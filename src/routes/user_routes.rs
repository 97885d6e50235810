use axum::{
    extract::{Path, State},
    http::StatusCode,
    routing::{get, post},
    Extension, Json, Router,
};

use crate::controllers::user_controller::UserController;
use crate::dto::api_response::ApiResponse;
use crate::dto::auth_dto::UserResponse;
use crate::middleware::auth::AuthenticatedUser;
use crate::models::auth::TokenPair;
use crate::models::user::{CreateUserRequest, LoginRequest, RefreshTokenRequest, UpdateUserRequest};
use crate::state::AppState;
use crate::utils::errors::AppError;
use crate::utils::validation::ValidatedJson;

/// Rutas de usuario que no requieren token
pub fn create_public_user_router() -> Router<AppState> {
    Router::new()
        .route("/register", post(register))
        .route("/login", post(login))
        .route("/refresh-token", post(refresh_token))
}

/// Rutas de usuario protegidas por el middleware de autenticación
pub fn create_user_router() -> Router<AppState> {
    Router::new()
        .route("/", get(get_current_user))
        .route("/:id", get(get_user).put(update_user))
}

async fn register(
    State(state): State<AppState>,
    ValidatedJson(request): ValidatedJson<CreateUserRequest>,
) -> Result<(StatusCode, Json<ApiResponse<UserResponse>>), AppError> {
    let controller = UserController::new(state.pool.clone(), state.jwt.clone());
    let response = controller.register(request).await?;
    Ok((StatusCode::CREATED, Json(response)))
}

async fn login(
    State(state): State<AppState>,
    ValidatedJson(request): ValidatedJson<LoginRequest>,
) -> Result<Json<ApiResponse<TokenPair>>, AppError> {
    let controller = UserController::new(state.pool.clone(), state.jwt.clone());
    Ok(Json(controller.login(request).await?))
}

async fn refresh_token(
    State(state): State<AppState>,
    ValidatedJson(request): ValidatedJson<RefreshTokenRequest>,
) -> Result<Json<ApiResponse<TokenPair>>, AppError> {
    let controller = UserController::new(state.pool.clone(), state.jwt.clone());
    Ok(Json(controller.refresh_token(request).await?))
}

async fn get_current_user(
    State(state): State<AppState>,
    Extension(user): Extension<AuthenticatedUser>,
) -> Result<Json<ApiResponse<UserResponse>>, AppError> {
    let controller = UserController::new(state.pool.clone(), state.jwt.clone());
    Ok(Json(controller.current(&user).await?))
}

async fn get_user(
    State(state): State<AppState>,
    Extension(user): Extension<AuthenticatedUser>,
    Path(id): Path<i32>,
) -> Result<Json<ApiResponse<UserResponse>>, AppError> {
    let controller = UserController::new(state.pool.clone(), state.jwt.clone());
    Ok(Json(controller.get_by_id(&user, id).await?))
}

async fn update_user(
    State(state): State<AppState>,
    Extension(user): Extension<AuthenticatedUser>,
    Path(id): Path<i32>,
    ValidatedJson(request): ValidatedJson<UpdateUserRequest>,
) -> Result<Json<ApiResponse<UserResponse>>, AppError> {
    let controller = UserController::new(state.pool.clone(), state.jwt.clone());
    Ok(Json(controller.update(&user, id, request).await?))
}
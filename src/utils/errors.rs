//! Sistema de manejo de errores
//!
//! Este módulo define todos los tipos de errores del sistema
//! y su conversión a respuestas HTTP apropiadas.

use axum::{
    http::StatusCode,
    response::{IntoResponse, Response},
    Json,
};
use serde_json::json;
use thiserror::Error;
use tracing::{error, warn};

/// Código PostgreSQL para violación de unicidad
const UNIQUE_VIOLATION: &str = "23505";
/// Código PostgreSQL para violación de clave foránea
const FOREIGN_KEY_VIOLATION: &str = "23503";

/// Errores principales de la aplicación
#[derive(Error, Debug)]
pub enum AppError {
    #[error("Database error: {0}")]
    Database(sqlx::Error),

    #[error("Validation error: {0}")]
    Validation(#[from] validator::ValidationErrors),

    #[error("Unauthorized: {0}")]
    Unauthorized(String),

    #[error("Forbidden: {0}")]
    Forbidden(String),

    #[error("Not found: {0}")]
    NotFound(String),

    #[error("Conflict: {0}")]
    Conflict(String),

    #[error("Bad request: {0}")]
    BadRequest(String),

    #[error("Internal server error: {0}")]
    Internal(String),

    #[error("JWT error: {0}")]
    Jwt(String),

    #[error("Hash error: {0}")]
    Hash(String),
}

impl From<sqlx::Error> for AppError {
    fn from(e: sqlx::Error) -> Self {
        if let Some(db_error) = e.as_database_error() {
            let constraint = db_error.constraint().unwrap_or("unknown").to_string();
            match db_error.code().as_deref() {
                Some(UNIQUE_VIOLATION) => {
                    return AppError::Conflict(format!(
                        "A record with the same value already exists ({})",
                        constraint
                    ));
                }
                Some(FOREIGN_KEY_VIOLATION) => {
                    return AppError::Conflict(format!(
                        "The record is referenced by or references another record ({})",
                        constraint
                    ));
                }
                _ => {}
            }
        }

        match e {
            sqlx::Error::RowNotFound => AppError::NotFound("Record not found".to_string()),
            other => AppError::Database(other),
        }
    }
}

impl From<bcrypt::BcryptError> for AppError {
    fn from(e: bcrypt::BcryptError) -> Self {
        AppError::Hash(e.to_string())
    }
}

/// Respuesta de error para la API
#[derive(Debug, serde::Serialize, serde::Deserialize)]
pub struct ErrorResponse {
    pub error: String,
    pub message: String,
    #[serde(skip_serializing_if = "Option::is_none")]
    pub details: Option<serde_json::Value>,
    #[serde(skip_serializing_if = "Option::is_none")]
    pub code: Option<String>,
}

impl ErrorResponse {
    fn new(error: &str, message: String, code: &str) -> Self {
        Self {
            error: error.to_string(),
            message,
            details: None,
            code: Some(code.to_string()),
        }
    }
}

impl AppError {
    /// Código HTTP asociado a cada variante
    pub fn status_code(&self) -> StatusCode {
        match self {
            AppError::Database(_) | AppError::Internal(_) | AppError::Hash(_) => {
                StatusCode::INTERNAL_SERVER_ERROR
            }
            AppError::Validation(_) | AppError::BadRequest(_) => StatusCode::BAD_REQUEST,
            AppError::Unauthorized(_) | AppError::Jwt(_) => StatusCode::UNAUTHORIZED,
            AppError::Forbidden(_) => StatusCode::FORBIDDEN,
            AppError::NotFound(_) => StatusCode::NOT_FOUND,
            AppError::Conflict(_) => StatusCode::CONFLICT,
        }
    }
}

impl IntoResponse for AppError {
    fn into_response(self) -> Response {
        let status = self.status_code();

        let error_response = match self {
            AppError::Database(e) => {
                error!("❌ Database error: {}", e);
                ErrorResponse::new(
                    "Database Error",
                    "An error occurred while accessing the database".to_string(),
                    "DB_ERROR",
                )
            }

            AppError::Validation(e) => {
                warn!("⚠️ Validation error: {}", e);
                ErrorResponse {
                    details: Some(json!(e)),
                    ..ErrorResponse::new(
                        "Validation Error",
                        "The provided data is invalid".to_string(),
                        "VALIDATION_ERROR",
                    )
                }
            }

            AppError::Unauthorized(msg) => {
                warn!("🔒 Unauthorized access: {}", msg);
                ErrorResponse::new("Unauthorized", msg, "UNAUTHORIZED")
            }

            AppError::Forbidden(msg) => {
                warn!("🚫 Forbidden access: {}", msg);
                ErrorResponse::new("Forbidden", msg, "FORBIDDEN")
            }

            AppError::NotFound(msg) => {
                warn!("🔍 Resource not found: {}", msg);
                ErrorResponse::new("Not Found", msg, "NOT_FOUND")
            }

            AppError::Conflict(msg) => {
                warn!("⚠️ Conflict: {}", msg);
                ErrorResponse::new("Conflict", msg, "CONFLICT")
            }

            AppError::BadRequest(msg) => {
                warn!("⚠️ Bad request: {}", msg);
                ErrorResponse::new("Bad Request", msg, "BAD_REQUEST")
            }

            AppError::Internal(msg) => {
                error!("❌ Internal error: {}", msg);
                ErrorResponse::new(
                    "Internal Server Error",
                    "An unexpected error occurred. Please try again later.".to_string(),
                    "INTERNAL_ERROR",
                )
            }

            AppError::Jwt(msg) => {
                warn!("🔒 JWT error: {}", msg);
                ErrorResponse::new("JWT Error", msg, "JWT_ERROR")
            }

            AppError::Hash(msg) => {
                error!("❌ Hash error: {}", msg);
                ErrorResponse::new(
                    "Hash Error",
                    "An error occurred while processing credentials".to_string(),
                    "HASH_ERROR",
                )
            }
        };

        (status, Json(error_response)).into_response()
    }
}

/// Resultado tipado para operaciones que pueden fallar
pub type AppResult<T> = Result<T, AppError>;

/// Función helper para crear errores de validación sobre un campo
pub fn validation_error(field: &'static str, code: &'static str, message: String) -> AppError {
    let mut error = validator::ValidationError::new(code);
    error.message = Some(message.into());

    let mut errors = validator::ValidationErrors::new();
    errors.add(field, error);

    AppError::Validation(errors)
}

/// Función helper para crear errores de recurso no encontrado
pub fn not_found_error(resource: &str, id: i32) -> AppError {
    AppError::NotFound(format!("{} with ID {} not found", resource, id))
}

/// Función helper para validar identificadores de ruta
pub fn ensure_valid_id(id: i32) -> AppResult<i32> {
    if id <= 0 {
        return Err(AppError::BadRequest("ID must be greater than 0".to_string()));
    }
    Ok(id)
}

#[cfg(test)]
mod tests {
    use super::*;

    #[test]
    fn test_status_codes() {
        assert_eq!(AppError::NotFound("x".into()).status_code(), StatusCode::NOT_FOUND);
        assert_eq!(AppError::Conflict("x".into()).status_code(), StatusCode::CONFLICT);
        assert_eq!(AppError::Jwt("x".into()).status_code(), StatusCode::UNAUTHORIZED);
        assert_eq!(AppError::Forbidden("x".into()).status_code(), StatusCode::FORBIDDEN);
        assert_eq!(
            AppError::Internal("x".into()).status_code(),
            StatusCode::INTERNAL_SERVER_ERROR
        );
    }

    #[test]
    fn test_row_not_found_maps_to_not_found() {
        let error: AppError = sqlx::Error::RowNotFound.into();
        assert!(matches!(error, AppError::NotFound(_)));
    }

    #[test]
    fn test_ensure_valid_id() {
        assert_eq!(ensure_valid_id(1).unwrap(), 1);
        assert!(matches!(ensure_valid_id(0), Err(AppError::BadRequest(_))));
        assert!(matches!(ensure_valid_id(-4), Err(AppError::BadRequest(_))));
    }

    #[test]
    fn test_validation_error_reports_field() {
        let error = validation_error("vin", "vin", "Please enter a valid 17-character VIN".to_string());
        match error {
            AppError::Validation(errors) => {
                assert!(errors.field_errors().contains_key("vin"));
            }
            other => panic!("unexpected error: {:?}", other),
        }
    }

    #[tokio::test]
    async fn test_internal_error_hides_details() {
        let response = AppError::Internal("secret stack trace".into()).into_response();
        assert_eq!(response.status(), StatusCode::INTERNAL_SERVER_ERROR);

        let body = axum::body::to_bytes(response.into_body(), usize::MAX).await.unwrap();
        let body: ErrorResponse = serde_json::from_slice(&body).unwrap();
        assert_eq!(body.code.as_deref(), Some("INTERNAL_ERROR"));
        assert!(!body.message.contains("secret"));
        assert!(body.details.is_none());
    }
}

.....

[PROBLEM REQUIREMENTS]:
In restating the data, begin at its first line, reproduce each line word for word, and conclude with the line that contains "use crate::state::AppState;".

[RESULT FOR THIS TASK]:
filename src/routes/user_routes.rs
repository 97885d6e50235810
use axum::{
    extract::{Path, State},
    http::StatusCode,
    routing::{get, post},
    Extension, Json, Router,
};

use crate::controllers::user_controller::UserController;
use crate::dto::api_response::ApiResponse;
use crate::dto::auth_dto::UserResponse;
use crate::middleware::auth::AuthenticatedUser;
use crate::models::auth::TokenPair;
use crate::models::user::{CreateUserRequest, LoginRequest, RefreshTokenRequest, UpdateUserRequest};
use crate::state::AppState;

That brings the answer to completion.